Curitiba - O senador Alvaro Dias, o nome do PDT ao governo do Paraná, está apostando tudo no apoio do PTB para garantir sustentação política para sua candidatura. Sem tempo de televisão no horário eleitoral gratuito, o senador costura um acordo que pode causar mal-estar no Estado, uma vez que o PTB é partido da base de sustentação do governador Jaime Lerner (PFL), adversário de Alvaro.
Na quarta-feira à noite, em Brasília, Alvaro esteve reunido com o presidente estadual do PTB, deputado Valdir Rossoni. Oficialmente, a iniciativa de marcar o encontro foi de Rossoni, que comanda a resistência dentro do PTB. O deputado já prometeu apoio a Lerner até o último dia de seu mandato como governador, em 31 de dezembro deste ano.
Alvaro se agarra nas articulações nacionais e na verticalização das alianças, baixada pelo Tribunal Superior Eleitoral, para acreditar na formalização de aliança semelhante no Estado.
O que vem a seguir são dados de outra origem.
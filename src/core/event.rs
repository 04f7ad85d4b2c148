//! Board events.
//!
//! Every state change the engine makes is recorded as a `BoardEvent`.
//! Presentation layers replay them to animate; tests read them to check
//! what happened and in which order.

use serde::{Deserialize, Serialize};

use super::{Cell, ObstacleKind, TileType};
use crate::abilities::AbilityEffect;

/// A piece sliding from one cell to another during gravity.
#[derive(Clone, Copy, Debug, PartialEq, Eq, Serialize, Deserialize)]
pub struct PieceMove {
    pub from: Cell,
    pub to: Cell,
}

/// Something that happened on the board.
#[derive(Clone, Debug, PartialEq, Serialize, Deserialize)]
pub enum BoardEvent {
    /// Board filled at level start.
    Initialized { obstacles: usize, moves: u32 },

    /// A swap formed a match and consumed a move.
    SwapAccepted { a: Cell, b: Cell, moves_left: u32 },

    /// A swap was undone without side effects.
    SwapReverted { a: Cell, b: Cell },

    /// One gravity step moved pieces.
    PiecesFell { moves: Vec<PieceMove> },

    /// New pieces appeared in the spawn row.
    PiecesSpawned { cells: Vec<(Cell, TileType)> },

    /// A match group was found during a rescan.
    MatchFound { tile: TileType, cells: Vec<Cell>, score: u32 },

    /// Normal pieces were removed.
    PiecesCleared { cells: Vec<(Cell, TileType)> },

    /// An obstacle took damage.
    ObstacleDamaged { cell: Cell, kind: ObstacleKind, remaining: u32, destroyed: bool },

    /// An ability was applied before its cascade.
    AbilityApplied { effect: AbilityEffect },

    /// Movable pieces were permuted.
    Shuffled { attempts: u32 },

    /// The last move was spent. Emitted once per level.
    MovesDepleted,

    /// A cascade finished.
    Settled { score: u32, obstacles_remaining: usize },
}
PDT, PTB, PPS e PTN, por força de um acordo informal feito em Brasília, são parceiros de campanha, pelo menos por ora.
‘‘Não nos cabe agora tratar de questões passadas. O apoio a Lerner é um fato anterior, a eleição é daqui para frente’’, tem argumentado. Alvaro nega o oferecimento da vaga de vice como moeda de troca pelo tempo na tevê, para acalmar os ânimos dos petebistas governistas. O senador disse que não se discutiu sobre o seu vice durante o encontro com o Rossoni.
Até o momento, dois petebistas já se escalaram à vaga. O deputado e radialista Carlos Simões e o presidente da Federação das Indústrias do Estado do Paraná (Fiep), José Carlos Gomes Carvalho. Rossoni disse que o vice deve ser escolhido pelo candidato ao governo. E completou que os interessados na vice precisam disputar a convenção antes de serem considerados candidatos.
A possibilidade da coalizão preocupa a bancada do PDT na Assembléia. Isso porque os deputados do PTB são bastante votados. Os pedetistas temem perder votos e não se reeleger com a aliança. O senador Osmar Dias (PDT), pré-candidato à reeleição em outubro e irmão de Alvaro, tem defendido mais participação dos diretórios municipais pedetistas na campanha proporcional, numa tentativa de melhorar a votação da bancada.